Freitag, 28. März 1980. Heute sind wir nach Elat gefahren. Fast vier Stunden waren wir unterwegs. Obwohl die Fahrt sicher nicht langweilig war, hat es doch arg lang gedauert. Der Bus hat wahrscheinlich wegen der Hitze 2 x an einer Oase angehalten. Mir war es recht angenehm.
Elat macht eigentlich keinen besonderen Eindruck. Es ist heiß hier, aber auch windig. Am Strand, wo wir zuerst hingingen, weil wir noch genügend Zeit hatten, bis die Jugendherberge aufmachte, trafen wir 2 Leute, die schon in En Gedi in der Jugendherberge waren.

Da kam das Gespräch drauf, dass neben der Jugendherberge noch ein privates Jugendhotel ist, und da die Jugendherberge sowieso überfüllt sei meistens, sollten wir doch gleich dort versuchen. So gingen wir mit den Beiden – Barbara und Franko – dorthin und „hausen“ jetzt hier. 7 Mädchen insgesamt.
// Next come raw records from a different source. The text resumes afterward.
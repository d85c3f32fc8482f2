use pdfview_common::StorageError;
use thiserror::Error;

/// Failure of a viewer action, split so callers can tell "fix your input"
/// from "try again later".
#[derive(Debug, Error)]
pub enum ViewerError {
    #[error("{0}")]
    Validation(String),

    #[error("{0}")]
    NotFound(String),

    #[error("Storage error: {0}")]
    Storage(StorageError),
}

impl ViewerError {
    pub fn validation(msg: impl Into<String>) -> Self {
        Self::Validation(msg.into())
    }
}

impl From<StorageError> for ViewerError {
    fn from(err: StorageError) -> Self {
        match err {
            StorageError::NotFound(name) => Self::NotFound(format!("PDF '{name}' not found")),
            StorageError::InvalidName(_) => Self::Validation("invalid filename".into()),
            other => Self::Storage(other),
        }
    }
}
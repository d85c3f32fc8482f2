use std::sync::Arc;

use crate::config::AppConfig;
use crate::repository::InstanceRepository;
use crate::viewer::SelectionController;

#[derive(Clone)]
pub struct AppState {
    pub config: Arc<AppConfig>,
    pub controller: Arc<SelectionController>,
    pub instances: Arc<dyn InstanceRepository>,
}
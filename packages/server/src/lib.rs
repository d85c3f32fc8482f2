pub mod config;
pub mod database;
pub mod entity;
pub mod error;
pub mod extractors;
pub mod handlers;
pub mod models;
pub mod repository;
pub mod routes;
pub mod state;
pub mod utils;
pub mod viewer;

use std::time::Duration;

use axum::http::{HeaderValue, Method, header};
use axum::routing::get;
use tower_http::cors::{AllowOrigin, CorsLayer};
use tracing::warn;
use utoipa::OpenApi;
use utoipa_axum::router::OpenApiRouter;
use utoipa_scalar::{Scalar, Servable as ScalarServable};
use utoipa_swagger_ui::SwaggerUi;

use crate::config::CorsConfig;
use crate::state::AppState;

#[derive(OpenApi)]
#[openapi(
    info(
        title = "PDF Viewer API",
        version = "1.0.0",
        description = "Asset management and display settings for embedded course PDF viewers"
    ),
    tags(
        (name = "Assets", description = "Managed PDF listing and inline serving"),
        (name = "Instances", description = "Per-instance document selection and settings"),
    ),
)]
struct ApiDoc;

/// Build the application router.
pub fn build_router(state: AppState) -> axum::Router {
    let (router, api) = OpenApiRouter::with_openapi(ApiDoc::openapi())
        .nest("/api", routes::api_routes(&state.config))
        .split_for_parts();

    let cors = cors_layer(&state.config.server.cors);

    router
        .route("/health", get(|| async { "ok" }))
        .with_state(state)
        .merge(SwaggerUi::new("/swagger-ui").url("/api-docs/openapi.json", api.clone()))
        .merge(Scalar::with_url("/scalar", api))
        .layer(cors)
}

fn cors_layer(config: &CorsConfig) -> CorsLayer {
    let origins: Vec<HeaderValue> = config
        .allow_origins
        .iter()
        .filter_map(|origin| match origin.parse() {
            Ok(value) => Some(value),
            Err(_) => {
                warn!(origin = %origin, "Ignoring invalid CORS origin");
                None
            }
        })
        .collect();

    CorsLayer::new()
        .allow_origin(AllowOrigin::list(origins))
        .allow_methods([Method::GET, Method::POST, Method::PUT])
        .allow_headers([header::CONTENT_TYPE, header::IF_NONE_MATCH])
        .expose_headers([header::ETAG, header::CONTENT_DISPOSITION])
        .max_age(Duration::from_secs(config.max_age))
}
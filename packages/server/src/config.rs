use config::{Config, ConfigError, Environment, File};
use pdfview_common::config::StorageAppConfig;
use serde::Deserialize;

#[derive(Debug, Deserialize, Clone)]
pub struct CorsConfig {
    #[serde(default)]
    pub allow_origins: Vec<String>,
    #[serde(default = "default_cors_max_age")]
    pub max_age: u64,
}

fn default_cors_max_age() -> u64 {
    3600
}

impl Default for CorsConfig {
    fn default() -> Self {
        Self {
            allow_origins: Vec::new(),
            max_age: default_cors_max_age(),
        }
    }
}

#[derive(Debug, Deserialize, Clone)]
pub struct ServerConfig {
    pub host: String,
    pub port: u16,
    /// Prefix for viewer URLs handed to the browser, e.g.
    /// `https://pdf.example.edu`. Root-relative URLs when unset.
    #[serde(default)]
    pub public_base_url: Option<String>,
    #[serde(default)]
    pub cors: CorsConfig,
}

impl Default for ServerConfig {
    fn default() -> Self {
        Self {
            host: "127.0.0.1".into(),
            port: 3000,
            public_base_url: None,
            cors: CorsConfig::default(),
        }
    }
}

#[derive(Debug, Deserialize, Clone, Default)]
pub struct DatabaseConfig {
    /// Postgres URL. Instance state is kept in memory when unset.
    #[serde(default)]
    pub url: Option<String>,
}

#[derive(Debug, Deserialize, Clone, Default)]
pub struct AppConfig {
    pub server: ServerConfig,
    #[serde(default)]
    pub database: DatabaseConfig,
    #[serde(default)]
    pub storage: StorageAppConfig,
}

/// Environment overrides, e.g. `PDFVIEW__STORAGE__ROOT`.
/// `PDFVIEW__SERVER__CORS__ALLOW_ORIGINS` takes a comma-separated list.
fn environment() -> Environment {
    Environment::with_prefix("PDFVIEW")
        .separator("__")
        .try_parsing(true)
        .list_separator(",")
        .with_list_parse_key("server.cors.allow_origins")
}

impl AppConfig {
    pub fn load() -> Result<Self, ConfigError> {
        let path = std::env::var("PDFVIEW_CONFIG").unwrap_or_else(|_| "config/config".into());
        Self::load_from(&path, environment())
    }

    fn load_from(path: &str, env: Environment) -> Result<Self, ConfigError> {
        let s = Config::builder()
            .set_default("server.host", "127.0.0.1")?
            .set_default("server.port", 3000)?
            .add_source(File::with_name(path).required(false))
            .add_source(env)
            .build()?;

        s.try_deserialize()
    }

    /// Where viewer URLs for managed assets point.
    pub fn serve_endpoint(&self) -> String {
        let base = self
            .server
            .public_base_url
            .as_deref()
            .unwrap_or_default()
            .trim_end_matches('/');
        format!("{base}/api/v1/assets/serve")
    }
}
/// Result of validating a flat filename.
#[derive(Debug)]
pub enum FilenameError {
    /// Filename is empty or whitespace-only.
    Empty,
    /// Filename is `.` or `..`.
    PathTraversal,
    /// Filename contains null bytes.
    NullByte,
    /// Filename starts with a dot (hidden file).
    Hidden,
    /// Filename contains control characters (CR, LF, etc.).
    ControlCharacter,
}

impl FilenameError {
    /// Returns a human-readable error message.
    pub fn message(&self) -> &'static str {
        match self {
            Self::Empty => "invalid filename: nothing left after removing directories",
            Self::PathTraversal => "invalid filename: '.' and '..' are not allowed",
            Self::NullByte => "invalid filename: null bytes are not allowed",
            Self::Hidden => "invalid filename: hidden files (starting with '.') are not allowed",
            Self::ControlCharacter => "invalid filename: control characters are not allowed",
        }
    }
}

/// Keeps only the final path segment of a client-supplied name.
///
/// Both `/` and `\` count as separators regardless of platform.
pub fn sanitize_basename(raw: &str) -> &str {
    let trimmed = raw.trim();
    trimmed
        .rsplit(['/', '\\'])
        .next()
        .unwrap_or(trimmed)
        .trim()
}

/// Validates a flat filename (output of [`sanitize_basename`]).
pub fn validate_flat_filename(filename: &str) -> Result<&str, FilenameError> {
    let trimmed = filename.trim();

    if trimmed.is_empty() {
        return Err(FilenameError::Empty);
    }

    if trimmed.contains('\0') {
        return Err(FilenameError::NullByte);
    }

    // Reject ASCII control characters to prevent
    // HTTP header injection (e.g. CRLF in Content-Disposition).
    if trimmed.chars().any(|c| c.is_ascii_control()) {
        return Err(FilenameError::ControlCharacter);
    }

    if trimmed == "." || trimmed == ".." {
        return Err(FilenameError::PathTraversal);
    }

    if trimmed.starts_with('.') {
        return Err(FilenameError::Hidden);
    }

    Ok(trimmed)
}

/// Splits a filename into stem and extension at the last dot.
///
/// A name without a dot, or whose stem would be empty, has no extension.
pub fn split_stem_ext(filename: &str) -> (&str, Option<&str>) {
    match filename.rsplit_once('.') {
        Some((stem, ext)) if !stem.is_empty() => (stem, Some(ext)),
        _ => (filename, None),
    }
}

/// Build a safe `Content-Disposition` header value.
pub fn content_disposition_value(filename: &str) -> String {
    let ascii_safe: String = filename
        .chars()
        .filter(|c| c.is_ascii_graphic() && !matches!(c, '"' | ';' | '\\'))
        .collect();
    let ascii_name = if ascii_safe.is_empty() {
        "document.pdf".to_string()
    } else {
        ascii_safe
    };

    // RFC 5987 percent-encoding for filename*.
    let encoded: String = filename
        .bytes()
        .map(|b| match b {
            b'A'..=b'Z'
            | b'a'..=b'z'
            | b'0'..=b'9'
            | b'!'
            | b'#'
            | b'$'
            | b'&'
            | b'+'
            | b'-'
            | b'.'
            | b'^'
            | b'_'
            | b'`'
            | b'|'
            | b'~' => String::from(b as char),
            _ => format!("%{b:02X}"),
        })
        .collect();

    format!("inline; filename=\"{ascii_name}\"; filename*=UTF-8''{encoded}")
}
Aber es gibt Duschen. Wir bleiben bis Sonntag, da morgen Schabbat ist und die Geschäfte zu sind und die Busse zum großen Teil nicht fahren. Am Strand sind wir auch noch gewesen. Wolfgang und Franko haben nach Korallen und Muscheln getaucht und was Tolles gefunden. Andere Gäste kamen gleich neugierig an, um zu sehen, was wir da wohl hatten. Abends haben wir selbst was gemacht, da es hier kein Breakfast und Lunch gibt. Noch schnell vor dem Ladenschluss fiel uns das ein. Morgen ist Schabbat, da sind die Läden nicht auf. Aber auch kärgliches Mal kann nett sein. Ein Israeli aus Tel Aviv kam noch dazu und wir haben lebhaft diskutiert – in 3 Sprachen, Franko kann kein Deutsch. Morgen wollen wir zu den Kupferminen und den Säulen Salomos.
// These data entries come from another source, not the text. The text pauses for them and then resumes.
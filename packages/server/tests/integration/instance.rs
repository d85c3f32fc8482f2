use serde_json::json;

use crate::common::{MAX_UPLOAD, TestApp, routes, sample_pdf};

mod instance_view {
    use super::*;

    #[tokio::test]
    async fn new_instance_has_defaults_and_no_url() {
        let app = TestApp::spawn().await;
        let res = app.get(&routes::instance("block-1")).await;

        assert_eq!(res.status, 200);
        assert_eq!(res.body["id"], "block-1");
        assert_eq!(res.body["configured"], false);
        assert!(res.body["url"].is_null());
        assert_eq!(res.body["settings"]["display_name"], "PDF Document");
        assert_eq!(res.body["settings"]["width"], "100%");
        assert_eq!(res.body["settings"]["height"], "600px");
        assert_eq!(res.body["settings"]["show_download_button"], true);
    }

    #[tokio::test]
    async fn invalid_instance_id_is_rejected() {
        let app = TestApp::spawn().await;
        let res = app.get(&routes::instance("bad%20id")).await;

        assert_eq!(res.status, 400);
        assert_eq!(res.body["code"], "VALIDATION_ERROR");
    }
}

mod pdf_upload {
    use super::*;

    #[tokio::test]
    async fn upload_stores_and_selects() {
        let app = TestApp::spawn().await;
        let data = sample_pdf("syllabus");

        let name = app.upload_ok("block-1", "syllabus.pdf", &data).await;
        assert_eq!(name, "syllabus.pdf");
        assert_eq!(std::fs::read(app.stored_path("syllabus.pdf")).unwrap(), data);

        let view = app.get(&routes::instance("block-1")).await;
        assert_eq!(view.body["configured"], true);
        assert_eq!(view.body["local_file"], "syllabus.pdf");
        assert!(view.body["external_url"].is_null());
        assert_eq!(view.body["url"], "/api/v1/assets/serve?file=syllabus.pdf");
    }

    #[tokio::test]
    async fn reupload_gets_a_suffix() {
        let app = TestApp::spawn().await;
        let data = sample_pdf("report");

        let first = app.upload_ok("block-1", "report.pdf", &data).await;
        let second = app.upload_ok("block-1", "report.pdf", &data).await;

        assert_eq!(first, "report.pdf");
        assert_eq!(second, "report_1.pdf");
        assert!(app.stored_path("report.pdf").exists());
        assert!(app.stored_path("report_1.pdf").exists());

        let view = app.get(&routes::instance("block-1")).await;
        assert_eq!(view.body["local_file"], "report_1.pdf");
    }

    #[tokio::test]
    async fn client_directories_are_dropped() {
        let app = TestApp::spawn().await;

        let name = app
            .upload_ok("block-1", "../../handouts/week 2.pdf", &sample_pdf("w2"))
            .await;

        assert_eq!(name, "week 2.pdf");
        assert!(app.stored_path("week 2.pdf").exists());
    }

    #[tokio::test]
    async fn wrong_extension_is_rejected() {
        let app = TestApp::spawn().await;
        let res = app
            .upload("block-1", "notes.docx", b"PK".to_vec(), None)
            .await;

        assert_eq!(res.status, 400);
        assert_eq!(res.body["message"], "bad extension");
        assert!(!app.stored_path("notes.docx").exists());
    }

    #[tokio::test]
    async fn declared_size_over_limit_is_rejected_before_writing() {
        let app = TestApp::spawn().await;
        let res = app
            .upload(
                "block-1",
                "huge.pdf",
                sample_pdf("huge"),
                Some(15 * 1024 * 1024),
            )
            .await;

        assert_eq!(res.status, 400);
        assert_eq!(res.body["message"], "too large");
        assert!(!app.stored_path("huge.pdf").exists());

        let view = app.get(&routes::instance("block-1")).await;
        assert_eq!(view.body["configured"], false);
    }

    #[tokio::test]
    async fn actual_size_over_limit_is_rejected() {
        let app = TestApp::spawn().await;
        let data = vec![b'x'; MAX_UPLOAD as usize + 1];

        let res = app.upload("block-1", "big.pdf", data, None).await;

        assert_eq!(res.status, 400);
        assert_eq!(res.body["message"], "too large");
        assert!(!app.stored_path("big.pdf").exists());
    }

    #[tokio::test]
    async fn failed_upload_keeps_previous_selection() {
        let app = TestApp::spawn().await;
        app.upload_ok("block-1", "keep.pdf", &sample_pdf("keep")).await;

        let res = app
            .upload("block-1", "other.txt", b"text".to_vec(), None)
            .await;
        assert_eq!(res.status, 400);

        let view = app.get(&routes::instance("block-1")).await;
        assert_eq!(view.body["local_file"], "keep.pdf");
    }
}

mod pdf_select {
    use super::*;

    #[tokio::test]
    async fn external_url_replaces_local_file() {
        let app = TestApp::spawn().await;
        app.upload_ok("block-1", "a.pdf", &sample_pdf("a")).await;

        let res = app
            .post(
                &routes::select("block-1"),
                &json!({ "file": "https://example.com/a.pdf" }),
            )
            .await;

        assert_eq!(res.status, 200);
        assert_eq!(res.body["url"], "https://example.com/a.pdf");

        let view = app.get(&routes::instance("block-1")).await;
        assert_eq!(view.body["external_url"], "https://example.com/a.pdf");
        assert!(view.body["local_file"].is_null());
        assert_eq!(view.body["url"], "https://example.com/a.pdf");
    }

    #[tokio::test]
    async fn existing_asset_can_be_shared_between_instances() {
        let app = TestApp::spawn().await;
        app.upload_ok("block-1", "shared notes.pdf", &sample_pdf("s")).await;

        let res = app
            .post(&routes::select("block-2"), &json!({ "file": "shared notes.pdf" }))
            .await;

        assert_eq!(res.status, 200);
        assert_eq!(res.body["url"], "/api/v1/assets/serve?file=shared+notes.pdf");

        let view = app.get(&routes::instance("block-2")).await;
        assert_eq!(view.body["local_file"], "shared notes.pdf");

        let served = app.get(view.body["url"].as_str().unwrap()).await;
        assert_eq!(served.status, 200);
        assert_eq!(served.bytes, sample_pdf("s"));
    }

    #[tokio::test]
    async fn unknown_asset_is_not_found_and_state_unchanged() {
        let app = TestApp::spawn().await;
        app.post(
            &routes::select("block-1"),
            &json!({ "file": "https://example.com/keep.pdf" }),
        )
        .await;

        let res = app
            .post(&routes::select("block-1"), &json!({ "file": "nonexistent.pdf" }))
            .await;

        assert_eq!(res.status, 404);
        assert_eq!(res.body["code"], "NOT_FOUND");

        let view = app.get(&routes::instance("block-1")).await;
        assert_eq!(view.body["external_url"], "https://example.com/keep.pdf");
    }

    #[tokio::test]
    async fn empty_file_is_validation_error() {
        let app = TestApp::spawn().await;
        let res = app
            .post(&routes::select("block-1"), &json!({ "file": "" }))
            .await;

        assert_eq!(res.status, 400);
        assert_eq!(res.body["message"], "missing file parameter");
    }

    #[tokio::test]
    async fn malformed_body_is_validation_error() {
        let app = TestApp::spawn().await;
        let res = app
            .post(&routes::select("block-1"), &json!({ "url": "x" }))
            .await;

        assert_eq!(res.status, 400);
        assert_eq!(res.body["code"], "VALIDATION_ERROR");
    }
}

mod editor_settings {
    use super::*;

    #[tokio::test]
    async fn partial_update_keeps_other_fields() {
        let app = TestApp::spawn().await;

        let res = app
            .put(
                &routes::settings("block-1"),
                &json!({ "pdf_title": "Week 3 Reading", "height": "80vh" }),
            )
            .await;

        assert_eq!(res.status, 200);
        assert_eq!(res.body["settings"]["pdf_title"], "Week 3 Reading");
        assert_eq!(res.body["settings"]["height"], "80vh");
        assert_eq!(res.body["settings"]["width"], "100%");
        assert_eq!(res.body["configured"], false);
    }

    #[tokio::test]
    async fn pdf_url_drives_selection() {
        let app = TestApp::spawn().await;
        app.upload_ok("block-1", "a.pdf", &sample_pdf("a")).await;

        let res = app
            .put(
                &routes::settings("block-1"),
                &json!({ "pdf_url": "/static/handouts/intro.pdf" }),
            )
            .await;
        assert_eq!(res.status, 200);
        assert_eq!(res.body["external_url"], "/static/handouts/intro.pdf");
        assert!(res.body["local_file"].is_null());

        let res = app
            .put(&routes::settings("block-1"), &json!({ "pdf_url": "a.pdf" }))
            .await;
        assert_eq!(res.body["local_file"], "a.pdf");

        let res = app
            .put(&routes::settings("block-1"), &json!({ "pdf_url": "" }))
            .await;
        assert_eq!(res.body["configured"], false);
        assert!(res.body["url"].is_null());
    }

    #[tokio::test]
    async fn invalid_field_saves_nothing() {
        let app = TestApp::spawn().await;

        let res = app
            .put(
                &routes::settings("block-1"),
                &json!({ "pdf_title": "New title", "width": "wide" }),
            )
            .await;
        assert_eq!(res.status, 400);

        let res = app
            .put(
                &routes::settings("block-1"),
                &json!({ "pdf_title": "New title", "pdf_url": "missing.pdf" }),
            )
            .await;
        assert_eq!(res.status, 404);

        let view = app.get(&routes::instance("block-1")).await;
        assert_eq!(view.body["settings"]["pdf_title"], "PDF Document");
    }
}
Samstag, 29. März 1980. Die Säulen Salomos und die besagten Minen liegen noch etwa 25 Km vor Elat. Da die Busse nicht fahren, oder nur begrenzt, haben wir uns entschlossen, zum Strand zu gehen. An der Information erfahren wir, dass das Observatorium heute sogar offen ist und mit dem Bus Nr. 5 zu erreichen ist. Erst baden wir im Roten Meer, nachdem wir gefrühstückt haben – recht spartanisch zwar, aber mit viel Spass. Barbara und Franko gehen mit zum Strand. Gegen Mittag wird es wärmer. Am Strand treffen wir noch andere aus der Jugendherberge von En Gedi. Es gab ein fröhliches Geplänkel. Zwischendurch haben wir gebadet und die Männer haben allerlei Zeug rausgeholt. Dies wird aber nicht gern gesehen und auch geäußert. „Wenn da jeder was raufholen würde“, und ähnliches. Franko war sauer. Er ist ein Wasserfanatiker. Die beiden bleiben noch am Strand. Wir bringen unsere Sachen ins „Hostel“ und fahren ins Seeaquarium. Eine herrliche Sache: Unter Wasser die Fische zu beobachten, ohne nass zu werden.
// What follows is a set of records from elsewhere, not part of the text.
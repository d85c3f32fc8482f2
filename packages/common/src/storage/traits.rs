use async_trait::async_trait;
use tracing::warn;

use super::error::StorageError;
use super::record::AssetRecord;

/// Flat, namespaced storage for PDF assets.
///
/// Every name passed in must already be a sanitized base filename.
#[async_trait]
pub trait AssetStore: Send + Sync {
    /// Namespace every entry of this store lives under.
    fn namespace(&self) -> &str;

    /// Enumerate PDF entries, sorted by name.
    ///
    /// Never fails: an enumeration error is logged and reported as an empty
    /// listing so the viewer can still render.
    async fn list(&self) -> Vec<AssetRecord> {
        match self.try_list().await {
            Ok(mut records) => {
                records.sort_by(|a, b| a.name.cmp(&b.name));
                records
            }
            Err(e) => {
                warn!(namespace = self.namespace(), error = %e, "Asset listing failed, reporting empty");
                Vec::new()
            }
        }
    }

    /// Enumerate PDF entries in backend order, surfacing failures.
    async fn try_list(&self) -> Result<Vec<AssetRecord>, StorageError>;

    /// Check whether an entry with exactly this name exists.
    async fn exists(&self, name: &str) -> Result<bool, StorageError>;

    /// Write `data` under `name`.
    ///
    /// An existing entry with the same name is silently overwritten. Callers
    /// resolve a unique name first.
    async fn save(&self, name: &str, data: &[u8]) -> Result<AssetRecord, StorageError>;

    /// Retrieve all bytes of an entry.
    async fn read(&self, name: &str) -> Result<Vec<u8>, StorageError>;

    /// Get the size of an entry in bytes.
    async fn size(&self, name: &str) -> Result<u64, StorageError>;
}
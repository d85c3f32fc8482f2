use serde::{Deserialize, Serialize};

use crate::error::AppError;
use crate::viewer::{InstanceRecord, ViewerSettings, ViewerSource};

#[derive(Deserialize, utoipa::ToSchema)]
pub struct SelectRequest {
    /// Absolute `http(s)` URL, absolute path, or the name of a managed PDF.
    #[schema(example = "syllabus.pdf")]
    pub file: String,
}

#[derive(Serialize, utoipa::ToSchema)]
pub struct SelectResponse {
    /// URL the viewer should load.
    #[schema(example = "/api/v1/assets/serve?file=syllabus.pdf")]
    pub url: String,
}

#[derive(Serialize, utoipa::ToSchema)]
pub struct UploadResponse {
    /// Name the PDF was stored under; may carry a `_N` suffix.
    #[schema(example = "report_1.pdf")]
    pub filename: String,
}

/// What the student view needs to render one instance.
#[derive(Serialize, utoipa::ToSchema)]
pub struct InstanceView {
    #[schema(example = "block-v1:course+type@pdf+block@a1b2")]
    pub id: String,
    pub settings: ViewerSettings,
    pub local_file: Option<String>,
    pub external_url: Option<String>,
    /// Resolved document URL; null until something is selected.
    pub url: Option<String>,
    pub configured: bool,
}

impl InstanceView {
    pub fn new(id: String, record: InstanceRecord, source: &ViewerSource) -> Self {
        Self {
            id,
            local_file: record.selection.local_file().map(str::to_string),
            external_url: record.selection.external_url().map(str::to_string),
            url: source.url().map(str::to_string),
            configured: record.selection.is_configured(),
            settings: record.settings,
        }
    }
}

/// Instance ids come from the host platform; accept its usual alphabet only.
pub fn validate_instance_id(id: &str) -> Result<(), AppError> {
    let valid_chars = id
        .chars()
        .all(|c| c.is_ascii_alphanumeric() || matches!(c, '.' | '_' | ':' | '@' | '+' | '-'));
    if id.is_empty() || id.len() > 128 || !valid_chars {
        return Err(AppError::Validation("Invalid instance id".into()));
    }
    Ok(())
}
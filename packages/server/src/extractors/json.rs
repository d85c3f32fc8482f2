use axum::{
    Json,
    extract::{FromRequest, Request, rejection::JsonRejection},
};
use serde::de::DeserializeOwned;

use crate::error::AppError;

/// `Json<T>` whose rejections become `VALIDATION_ERROR` bodies, so editor
/// and select requests fail with the same `{ code, message }` shape as
/// everything else.
pub struct AppJson<T>(pub T);

impl<S, T> FromRequest<S> for AppJson<T>
where
    Json<T>: FromRequest<S, Rejection = JsonRejection>,
    T: DeserializeOwned,
    S: Send + Sync,
{
    type Rejection = AppError;

    async fn from_request(req: Request, state: &S) -> Result<Self, Self::Rejection> {
        Json::<T>::from_request(req, state)
            .await
            .map(|Json(value)| AppJson(value))
            .map_err(|rejection| {
                AppError::Validation(format!("Invalid request body: {}", rejection.body_text()))
            })
    }
}
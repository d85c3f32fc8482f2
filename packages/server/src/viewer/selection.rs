use serde::{Deserialize, Serialize};

/// The active document choice of one component instance.
///
/// A local file and an external URL are mutually exclusive.
#[derive(Debug, Clone, PartialEq, Eq, Default, Serialize, Deserialize)]
#[serde(tag = "kind", content = "value", rename_all = "snake_case")]
pub enum SelectionState {
    #[default]
    Unconfigured,
    /// Name of an asset in the managed namespace.
    LocalFile(String),
    /// Absolute `http(s)` URL or absolute path, never checked for existence.
    ExternalUrl(String),
}

impl SelectionState {
    /// Rebuild from the two persisted columns. A local file wins if a row
    /// somehow carries both; blank values count as unset.
    pub fn from_columns(local_file: Option<String>, external_url: Option<String>) -> Self {
        let non_blank = |v: Option<String>| v.filter(|s| !s.trim().is_empty());
        match (non_blank(local_file), non_blank(external_url)) {
            (Some(name), _) => Self::LocalFile(name),
            (None, Some(url)) => Self::ExternalUrl(url),
            (None, None) => Self::Unconfigured,
        }
    }

    pub fn local_file(&self) -> Option<&str> {
        match self {
            Self::LocalFile(name) => Some(name),
            _ => None,
        }
    }

    pub fn external_url(&self) -> Option<&str> {
        match self {
            Self::ExternalUrl(url) => Some(url),
            _ => None,
        }
    }

    pub fn is_configured(&self) -> bool {
        !matches!(self, Self::Unconfigured)
    }
}

/// Where the viewer should load its document from.
#[derive(Debug, Clone, PartialEq, Eq)]
pub enum ViewerSource {
    /// A managed asset, reachable through the serve endpoint.
    Served(String),
    External(String),
    /// Nothing selected yet; the UI prompts for configuration.
    Unconfigured,
}

impl ViewerSource {
    pub fn url(&self) -> Option<&str> {
        match self {
            Self::Served(url) | Self::External(url) => Some(url),
            Self::Unconfigured => None,
        }
    }
}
Wir gehen nochmals raus, weil eine Gruppe kommt. Zwischen 15 und 16 Uhr sollen die Nachtfische hochkommen, das sei sehr interessant. Also essen wir was und trinken (4 L soll man hier trinken) und dann gehen wir ins Marinemuseum, wo es wunderschöne Korallen gibt und Fische, die unheimlich bunt aussehen. Eine einmalige Farbenpracht. Dort treffe ich einen Israeli, der 10 Jahre in der Welt rumgegondelt ist und jetzt wieder nach Israel zurückgekehrt ist, um seine Heimat kennenzulernen. Wir unterhalten uns eine Weile. Dann gehen wir nochmals ins Observatorium und stellen fest, dass wirklich einige andere Fischarten auftauchen, die vorher nicht da waren. Einfach phantastisch. Als wir zurückgehen, beschließen wir, erst am Montag zurückzufahren nach Beer Sheba. Morgen gehen wir also zu den Säulen.